A perforated peptic ulcer (PPU) is a rare but major complication of gastroduodenal peptic ulcer disease. Literature is scarce on this subject in the pediatric population and most articles describe a surgical treatment by laparotomy. We aim to review all our cases of pediatric PPU treated over the past 16 years and compare these to literature to deduce potential benefits and disadvantages regarding laparoscopic treatment of PPU in children.

Materials and Methods

A retrospective study of all cases of PPU treated at the Lenval Hospital in Nice (France) and the Queen Fabiola University Hospital for Children in Brussels (Belgium) between 1998 and 2015 was performed.

Results

A total of five children were treated for PPU (2 females).
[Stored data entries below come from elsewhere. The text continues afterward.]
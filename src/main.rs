use anyhow::{Context, Result};
use clap::Parser;
use std::path::PathBuf;
use std::sync::Arc;
use std::time::Duration;
use tracing_subscriber::layer::SubscriberExt;
use tracing_subscriber::EnvFilter;
use vigil_alert::{
    AlertOrchestrator, EscalationSignals, Geolocator, LocationTracker, NotifierRegistry,
    NullGeolocator, StaticGeolocator,
};
use vigil_audio::{AmplitudeGate, DeviceManager, MicCapture, RecordingWindow};
use vigil_core::{Clock, Contact, SystemClock};
use vigil_detect::{ClassificationAdapter, ClassifierRegistry, NullTranscriber};
use vigil_monitor::{AudioMonitor, KeywordListener, ListenerSettings, MonitorSettings};
use vigil_store::{MemoryStore, RecordStore};

#[derive(Parser)]
#[command(name = "vigil", about = "Personal-safety audio guard")]
struct Cli {
    /// Path to the configuration file
    #[arg(short, long, default_value = "config.toml")]
    config: PathBuf,
}

/// Presentation signal sink for headless runs: status text in the log.
struct StatusSignals;

impl EscalationSignals for StatusSignals {
    fn escalation_started(&self) {
        tracing::info!("status: emergency active, sharing location");
    }

    fn escalation_ended(&self) {
        tracing::info!("status: ready");
    }
}

#[tokio::main]
async fn main() -> Result<()> {
    let cli = Cli::parse();

    let config = vigil_core::AppConfig::load_from_file(&cli.config)
        .with_context(|| format!("failed to load config from {:?}", cli.config))?;

    let env_filter = EnvFilter::try_new(&config.general.log_level)
        .unwrap_or_else(|_| EnvFilter::new("info"));
    let subscriber = tracing_subscriber::Registry::default().with(env_filter).with(
        tracing_subscriber::fmt::layer()
            .with_writer(std::io::stderr)
            .with_ansi(false),
    );
    tracing::subscriber::set_global_default(subscriber)
        .context("failed to set tracing subscriber")?;

    tracing::info!("vigil starting");

    std::fs::create_dir_all(&config.storage.data_dir)
        .with_context(|| format!("failed to create data dir {:?}", config.storage.data_dir))?;

    let user_id = config.general.user_id;
    let clock: Arc<dyn Clock> = Arc::new(SystemClock);

    // Guardian records seeded from config
    let store = Arc::new(MemoryStore::new());
    for guardian in &config.guardian {
        store
            .add_guardian(user_id, Contact::new(&guardian.name, &guardian.number))
            .await
            .context("failed to seed guardian record")?;
    }
    if config.guardian.is_empty() {
        tracing::warn!("no guardians configured; alerts will have no one to notify");
    }
    let store = store as Arc<dyn RecordStore>;

    // Classifier engine
    let classifier_registry = ClassifierRegistry::new();
    let mut classifier = classifier_registry
        .create(&config.classifier.engine)
        .with_context(|| format!("unknown classifier engine '{}'", config.classifier.engine))?;
    classifier
        .initialize(config.classifier.extra.clone())
        .await
        .with_context(|| {
            format!(
                "failed to initialize classifier engine '{}'",
                config.classifier.engine
            )
        })?;
    tracing::info!("classifier engine '{}' active", config.classifier.engine);

    // Notifier
    let notifier_registry = NotifierRegistry::new();
    let mut notifier = notifier_registry
        .create(&config.alert.notifier)
        .with_context(|| format!("unknown notifier '{}'", config.alert.notifier))?;
    let notifier_config = match &config.alert.notifier_config {
        Some(value) => value.clone(),
        None => {
            // The file notifier gets a sensible default outbox.
            let outbox = PathBuf::from(&config.storage.data_dir).join("outbox.txt");
            let mut table = toml::map::Map::new();
            table.insert(
                "path".to_string(),
                toml::Value::String(outbox.to_string_lossy().to_string()),
            );
            toml::Value::Table(table)
        }
    };
    notifier
        .initialize(notifier_config)
        .await
        .with_context(|| format!("failed to initialize notifier '{}'", config.alert.notifier))?;
    let notifier: Arc<dyn vigil_alert::Notifier> = Arc::from(notifier);
    tracing::info!("notifier '{}' active", config.alert.notifier);

    // Geolocation: a fixed position if configured, otherwise last-known only
    let geolocator: Arc<dyn Geolocator> = match (
        config.location.static_latitude,
        config.location.static_longitude,
    ) {
        (Some(latitude), Some(longitude)) => Arc::new(StaticGeolocator::new(
            latitude,
            longitude,
            Arc::clone(&clock),
        )),
        _ => {
            tracing::warn!("no geolocation provider configured; using stored positions only");
            Arc::new(NullGeolocator)
        }
    };

    let tracker = Arc::new(LocationTracker::new(
        geolocator,
        Arc::clone(&store),
        user_id,
    ));
    let orchestrator = Arc::new(AlertOrchestrator::new(
        Arc::clone(&notifier),
        Arc::new(StatusSignals),
        Arc::clone(&tracker),
        Arc::clone(&clock),
        Duration::from_secs(config.alert.stand_down_seconds),
        Duration::from_secs(config.location.update_interval_seconds),
    ));

    let window = Arc::new(RecordingWindow::new(
        &config.storage.data_dir,
        user_id,
        config.audio.sample_rate,
        config.audio.channels,
        config.audio.chunk_size,
        Arc::clone(&clock),
    ));
    let adapter = Arc::new(ClassificationAdapter::new(
        classifier,
        config.alert.decision_threshold,
    ));

    let device_manager = DeviceManager::new();

    // Keep capture nodes alive for the duration of the program
    let mut _captures = Vec::new();

    let monitor = if config.monitor.enabled {
        let device = device_manager
            .get_input_device(&config.audio.device_name)
            .with_context(|| {
                format!("failed to get input device '{}'", config.audio.device_name)
            })?;
        let (capture, _handle, source) = MicCapture::new(
            &device,
            config.audio.sample_rate,
            config.audio.channels,
            config.audio.chunk_size,
        )
        .context("failed to open capture stream for monitoring")?;
        _captures.push(capture);

        let monitor = AudioMonitor::new(
            AmplitudeGate::new(config.audio.gain, config.monitor.trigger_threshold),
            Arc::clone(&window),
            Arc::clone(&adapter),
            Arc::clone(&store),
            Arc::clone(&tracker),
            Arc::clone(&orchestrator),
            MonitorSettings {
                user_id,
                record_seconds: config.monitor.record_seconds,
                country_code: config.alert.country_code.clone(),
            },
        );
        monitor.start(source);
        Some(monitor)
    } else {
        tracing::info!("passive monitoring disabled by config");
        None
    };

    let listener = if config.listener.enabled {
        let device = device_manager
            .get_input_device(&config.audio.device_name)
            .with_context(|| {
                format!("failed to get input device '{}'", config.audio.device_name)
            })?;
        let (capture, _handle, source) = MicCapture::new(
            &device,
            config.audio.sample_rate,
            config.audio.channels,
            config.audio.chunk_size,
        )
        .context("failed to open capture stream for keyword listening")?;
        _captures.push(capture);

        let listener = KeywordListener::new(
            Arc::clone(&window),
            Arc::clone(&adapter),
            Arc::clone(&store),
            Arc::clone(&tracker),
            Arc::clone(&orchestrator),
            ListenerSettings {
                user_id,
                keyword: config.listener.keyword.clone(),
                min_clip_peak: config.listener.min_clip_peak,
                record_seconds: config.listener.record_seconds,
                cooldown: Duration::from_secs(config.listener.cooldown_seconds),
                phrase_timeout: Duration::from_secs(config.listener.phrase_timeout_seconds),
                country_code: config.alert.country_code.clone(),
                emergency_number: config.alert.emergency_number.clone(),
            },
        );
        // No speech-to-text engine ships with this build; the null
        // transcriber keeps the loop wired for one that does.
        listener.start(NullTranscriber, source);
        Some(listener)
    } else {
        tracing::info!("keyword listening disabled by config");
        None
    };

    tracing::info!("vigil running — press ctrl-c to stop");
    tokio::signal::ctrl_c()
        .await
        .context("failed to wait for ctrl-c")?;

    tracing::info!("shutting down");
    if let Some(listener) = listener {
        listener.stop().await;
    }
    if let Some(monitor) = monitor {
        monitor.stop().await;
    }
    orchestrator.stop().await;
    if let Err(e) = notifier.shutdown().await {
        tracing::warn!("notifier shutdown failed: {e}");
    }

    Ok(())
}
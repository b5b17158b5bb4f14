pub mod memory_store;
pub mod store_trait;

pub use memory_store::MemoryStore;
pub use store_trait::RecordStore;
The average age was 11 years (range, 3-17). All of them were surgically treated with laparoscopic simple suture of the perforation and placement of an omental patch. There were no mortalities, no conversions, and no extra-abdominal complications or wound dehiscences. Mean operating time was 78.6 minutes (range, 70-115 minutes). Mean duration of intravenous treatment was 6 days (range, 4-12 days). One reintervention was performed for abdominal infection. In one patient, an abdominal drain was left in place for 2 days. The mean time before refeeding was 3.4 days (range, 3-4 days) and mean length of stay was 12 days (range, 7-30 days).

Conclusion

Laparoscopic repair is safe and feasible for PPU and should be the gold standard for treatment of PPU in children.